米国の安保、政権移行で隙も アフガンなどで兵力削減

【ワシントン=中村亮】米政府は17日、イラクとアフガニスタンの駐留米軍削減を発表した。トランプ大統領の任期は2021年1月で切れるが、公約実現を急ぐ形だ。バイデン前副大統領は当選を確実にしたものの、安全保障の機密が現政権から共有されていない。政権移行の混乱で安保政策に隙が生じる懸念が高まっている。
「世代にまたがる戦争を終える」。ミラー国防長官代行は17日に読み上げた声明で、01年に始まったアフガン戦争を念頭にこう強調した。オバマ前政権ではアフガン駐留米軍は10万人規模に膨らんだが、トランプ政権は段階的に兵力を削減している。
今回の削減で駐留する兵士は2500人と現在の水準から4割減らす。イラクでも駐留規模を2500人と同2割減らす。ともにトランプ氏の1期目の任期切れ直前となる2021年1月15日までに削減を完了する。
ランド研究所のジェイソン・キャンベル政策研究員は「戦略的観点からこのタイミングでの米軍削減を正当化するのは困難だ」と指摘する。特に問題視するのはアフガンだ。米政府の内部監察官がまとめた報告書では7~9月にアフガン政府軍や市民に対する攻撃は4~6月に比べて5割増えた。
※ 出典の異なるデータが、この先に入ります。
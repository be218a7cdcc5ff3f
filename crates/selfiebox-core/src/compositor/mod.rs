//! Background removal + fit + center + alpha composite.
//!
//! [`Compositor::composite`] keeps no state between calls. The
//! segmentation call is awaited on the caller's task; the CPU-bound steps
//! run on tokio's blocking pool.

use std::sync::Arc;
use std::time::{Duration, Instant};

use tokio::sync::Semaphore;

use crate::config::CompositorConfig;
use crate::error::{CompositeError, CompositeResult};
use crate::segment::Segmenter;

mod layout;
mod render;

pub use layout::{Placement, Size, center_offset, fit_within, place};
pub use render::{RenderedComposite, compose_layers, paste_with_alpha, to_png};

pub struct Compositor {
    segmenter: Arc<dyn Segmenter>,
    permits: Arc<Semaphore>,
    timeout: Option<Duration>,
}

impl Compositor {
    pub fn new(segmenter: Arc<dyn Segmenter>) -> Self {
        Self::from_config(segmenter, &CompositorConfig::default())
    }

    pub fn from_config(segmenter: Arc<dyn Segmenter>, config: &CompositorConfig) -> Self {
        Self {
            segmenter,
            permits: Arc::new(Semaphore::new(config.max_concurrent.max(1))),
            timeout: config.timeout(),
        }
    }

    /// Overall wall-clock budget; `None` waits indefinitely.
    pub fn with_timeout(mut self, timeout: Option<Duration>) -> Self {
        self.timeout = timeout;
        self
    }

    /// Cuts the subject out of `subject` and centers it on `backdrop`.
    ///
    /// Returns PNG bytes. Never returns a partial image.
    pub async fn composite(&self, subject: Vec<u8>, backdrop: Vec<u8>) -> CompositeResult<Vec<u8>> {
        self.composite_detailed(subject, backdrop)
            .await
            .map(|rendered| rendered.png_bytes)
    }

    /// Like [`Compositor::composite`] but also reports the placement.
    pub async fn composite_detailed(
        &self,
        subject: Vec<u8>,
        backdrop: Vec<u8>,
    ) -> CompositeResult<RenderedComposite> {
        match self.timeout {
            Some(limit) => tokio::time::timeout(limit, self.run(subject, backdrop))
                .await
                .unwrap_or_else(|_| Err(CompositeError::timeout(limit.as_secs()))),
            None => self.run(subject, backdrop).await,
        }
    }

    async fn run(&self, subject: Vec<u8>, backdrop: Vec<u8>) -> CompositeResult<RenderedComposite> {
        let permit = Arc::clone(&self.permits)
            .acquire_owned()
            .await
            .map_err(CompositeError::internal)?;

        let started = Instant::now();
        let subject_len = subject.len();
        let segmented = self
            .segmenter
            .segment(subject)
            .await
            .map_err(|err| CompositeError::segmentation(format!("{err:#}")))?;
        tracing::debug!(
            subject_bytes = subject_len,
            segmented_bytes = segmented.len(),
            elapsed_ms = started.elapsed().as_millis() as u64,
            "segmentation finished"
        );

        // Held until the pixels are done, even if the timeout drops this future.
        let rendered = tokio::task::spawn_blocking(move || {
            let _permit = permit;
            compose_layers(&segmented, &backdrop)
        })
        .await
        .map_err(CompositeError::internal)??;

        tracing::debug!(
            width = rendered.canvas.width,
            height = rendered.canvas.height,
            subject_width = rendered.placement.size.width,
            subject_height = rendered.placement.size.height,
            x = rendered.placement.x,
            y = rendered.placement.y,
            elapsed_ms = started.elapsed().as_millis() as u64,
            "composite rendered"
        );
        Ok(rendered)
    }
}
トランプ政権は2月にアフガンの反政府武装勢力タリバンと和平合意を結んだが、タリバン側が合意を順守していないとの見方が多い。過激派組織「イスラム国」(IS)も攻撃を仕掛けているとされる。

北大西洋条約機構(NATO)のストルテンベルグ事務総長は17日の声明で「あまりにも急であったり協調性を欠いたりする撤収の代償は非常に大きくなりかねない」と米国を批判した。
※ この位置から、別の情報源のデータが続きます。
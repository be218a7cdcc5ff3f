pub(crate) mod context;
pub(crate) mod queue;

pub(crate) use context::BotContext;
pub(crate) use queue::{dispatch_message, new_user_queues};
シリアやイラクで劣勢のISがアフガンに拠点を移すとの懸念も示した。共和党上院トップのマコネル院内総務も同日、記者団に「アフガンでもイラクでも突然の削減は誤りだ」とトランプ氏をけん制した。
トランプ氏は大統領再選の道筋が見えず、安保よりも公約実現を優先している可能性がある。トランプ氏は政権移行への協力を拒んでおり、バイデン氏と機密を共有しておらず、当確が出ているバイデン氏は中東情勢の詳細を把握しきれていない。
通常は政権移行期に政府当局者が機密情報を共有し、政権交代による安保政策の断絶が起きないようにする。バイデン氏は17日に世界の安保情勢に関する説明を受けたが、ブリーフィングを行ったのは外部有識者だ。
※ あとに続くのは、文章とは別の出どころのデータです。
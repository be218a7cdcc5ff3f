use anyhow::{Result, anyhow};

use crate::telegram::{Document, Message, PhotoSize, TelegramClient};
use crate::types::{IncomingImage, IncomingMessage};

const MAX_IMAGE_BYTES: u64 = 10 * 1024 * 1024; // 10MB
const SUPPORTED_IMAGE_MIMES: &[&str] = &["image/jpeg", "image/png", "image/webp"];

struct MessageTarget {
    chat: i64,
    message: i64,
}

/// Validates the sender and downloads the attached image, if any.
///
/// Returns `Ok(None)` for messages that should be ignored; an unreadable
/// attachment has already been answered by the time this returns.
pub(crate) async fn parse_incoming_message(
    client: &TelegramClient,
    message: Message,
) -> Result<Option<IncomingMessage>> {
    let target = MessageTarget {
        chat: message.chat.id,
        message: message.message_id,
    };

    let Some(user) = message.from.as_ref() else {
        tracing::debug!(chat_id = target.chat, "ignoring message without sender");
        return Ok(None);
    };
    if user.is_bot {
        return Ok(None);
    }
    let user_id = user.id;

    let text = extract_text(&message);
    let (image, had_attachment) = collect_image(client, &message, &target).await;

    if image.is_none() && had_attachment {
        tracing::warn!(chat_id = target.chat, "unsupported or unreadable attachment");
        let _ = client
            .send_message(
                target.chat,
                "Sorry, I couldn't read that image. Send it as a photo (JPEG, PNG or WebP).",
                Some(target.message),
            )
            .await;
        return Ok(None);
    }

    if text.is_none() && image.is_none() {
        tracing::debug!(chat_id = target.chat, "ignoring empty message");
        return Ok(None);
    }

    Ok(Some(IncomingMessage {
        chat_id: target.chat,
        message_id: target.message,
        user_id,
        is_private: message.chat.is_private(),
        text,
        image,
    }))
}

async fn collect_image(
    client: &TelegramClient,
    message: &Message,
    target: &MessageTarget,
) -> (Option<IncomingImage>, bool) {
    if let Some(photo) = message.photo.as_deref().and_then(select_best_photo) {
        return (
            log_failure(load_photo(client, target, photo).await, "photo"),
            true,
        );
    }

    if let Some(document) = message.document.as_ref() {
        let is_image = document
            .mime_type
            .as_deref()
            .is_some_and(|mime| mime.starts_with("image/"));
        if is_image {
            return (
                log_failure(load_document_image(client, target, document).await, "document image"),
                true,
            );
        }
        return (None, true);
    }

    (None, false)
}

fn log_failure(result: Result<Option<IncomingImage>>, label: &str) -> Option<IncomingImage> {
    match result {
        Ok(image) => image,
        Err(err) => {
            tracing::warn!("Failed to load {label}: {err:#}");
            None
        }
    }
}

fn extract_text(message: &Message) -> Option<String> {
    [message.text.as_deref(), message.caption.as_deref()]
        .into_iter()
        .flatten()
        .map(str::trim)
        .find(|value| !value.is_empty())
        .map(str::to_string)
}

/// Telegram sends several sizes of one photo; take the biggest.
fn select_best_photo(photos: &[PhotoSize]) -> Option<&PhotoSize> {
    photos.iter().max_by_key(|photo| {
        let size = photo.file_size.unwrap_or(0);
        let area = (photo.width.max(0) as u64) * (photo.height.max(0) as u64);
        (area, size)
    })
}

async fn load_photo(
    client: &TelegramClient,
    target: &MessageTarget,
    photo: &PhotoSize,
) -> Result<Option<IncomingImage>> {
    load_image(client, target, &photo.file_id, photo.file_size, None).await
}

async fn load_document_image(
    client: &TelegramClient,
    target: &MessageTarget,
    document: &Document,
) -> Result<Option<IncomingImage>> {
    load_image(
        client,
        target,
        &document.file_id,
        document.file_size,
        document.mime_type.as_deref(),
    )
    .await
}

async fn load_image(
    client: &TelegramClient,
    target: &MessageTarget,
    file_id: &str,
    declared_size: Option<u64>,
    declared_mime: Option<&str>,
) -> Result<Option<IncomingImage>> {
    if declared_size.unwrap_or(0) > MAX_IMAGE_BYTES {
        tracing::warn!(chat_id = target.chat, "skipping image over size limit");
        return Ok(None);
    }

    let bytes = download_file_bytes(client, file_id).await?;
    if bytes.len() as u64 > MAX_IMAGE_BYTES {
        tracing::warn!(chat_id = target.chat, "downloaded image over size limit");
        return Ok(None);
    }

    let Some(mime_type) = select_image_mime(declared_mime, &bytes) else {
        tracing::warn!(chat_id = target.chat, "unsupported image type");
        return Ok(None);
    };

    tracing::debug!(
        chat_id = target.chat,
        message_id = target.message,
        bytes = bytes.len(),
        %mime_type,
        "image downloaded"
    );
    Ok(Some(IncomingImage {
        mime_type,
        data: bytes,
    }))
}

fn detect_image_mime(bytes: &[u8]) -> Option<String> {
    let kind = infer::get(bytes)?;
    let mime = kind.mime_type();
    SUPPORTED_IMAGE_MIMES
        .contains(&mime)
        .then(|| mime.to_string())
}

/// Sniffed type wins; the declared type is only trusted when sniffing fails.
fn select_image_mime(declared: Option<&str>, bytes: &[u8]) -> Option<String> {
    if let Some(mime) = detect_image_mime(bytes) {
        return Some(mime);
    }
    if infer::get(bytes).is_some() {
        return None;
    }
    declared
        .filter(|mime| SUPPORTED_IMAGE_MIMES.contains(mime))
        .map(str::to_string)
}

async fn download_file_bytes(client: &TelegramClient, file_id: &str) -> Result<Vec<u8>> {
    let file = client.get_file(file_id).await?;
    let file_path = file
        .file_path
        .ok_or_else(|| anyhow!("Telegram file missing file_path"))?;
    client.download_file(&file_path).await
}

#[cfg(test)]
mod tests {
    use super::*;

    const PNG_MAGIC: &[u8] = &[0x89, 0x50, 0x4E, 0x47, 0x0D, 0x0A, 0x1A, 0x0A, 0, 0, 0, 0];
    const GIF_MAGIC: &[u8] = b"GIF89a\x01\x00\x01\x00";

    fn photo(file_id: &str, width: i64, height: i64) -> PhotoSize {
        PhotoSize {
            file_id: file_id.to_string(),
            width,
            height,
            file_size: None,
        }
    }

    #[test]
    fn best_photo_is_the_largest_area() {
        let photos = vec![photo("s", 90, 90), photo("l", 1280, 960), photo("m", 320, 240)];
        assert_eq!(select_best_photo(&photos).unwrap().file_id, "l");
        assert!(select_best_photo(&[]).is_none());
    }

    #[test]
    fn sniffed_png_is_supported() {
        assert_eq!(detect_image_mime(PNG_MAGIC).as_deref(), Some("image/png"));
    }

    #[test]
    fn gif_is_rejected_even_if_declared_as_png() {
        assert_eq!(select_image_mime(Some("image/png"), GIF_MAGIC), None);
    }

    #[test]
    fn declared_mime_is_a_fallback_for_unknown_bytes() {
        assert_eq!(
            select_image_mime(Some("image/jpeg"), b"????").as_deref(),
            Some("image/jpeg")
        );
        assert_eq!(select_image_mime(Some("image/tiff"), b"????"), None);
        assert_eq!(select_image_mime(None, b"????"), None);
    }
}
バイデン氏の政権移行チームは17日の声明で「安保や外交政策で差し迫った問題について政権当局者と面会したり、聞き取りをしたりできない」と不満をあらわにした。
バイデン氏はテロ対策で当面はアフガン駐留が必要との立場だ。イラクの駐留米軍は隣国の武装勢力を支援しているとされるイランをけん制する役割も担う。
だが、新政権の発足後に再増派を決めれば、身内の民主党から反発を浴びるリスクがある。キャンベル氏はトランプ氏の駐留米軍削減の決定は「バイデン氏の政策の裁量を縛る恐れがある」との見方を示す。
米メディアによると、トランプ氏はイランの核関連施設への攻撃を側近と協議した。ペンス副大統領やポンペオ国務長官は反対したとされるが、仮に攻撃を実行に移せばイスラエルを巻き込んで中東で大規模な軍事衝突に発展しかねず、バイデン氏の中東政策を揺るがすのは確実だ。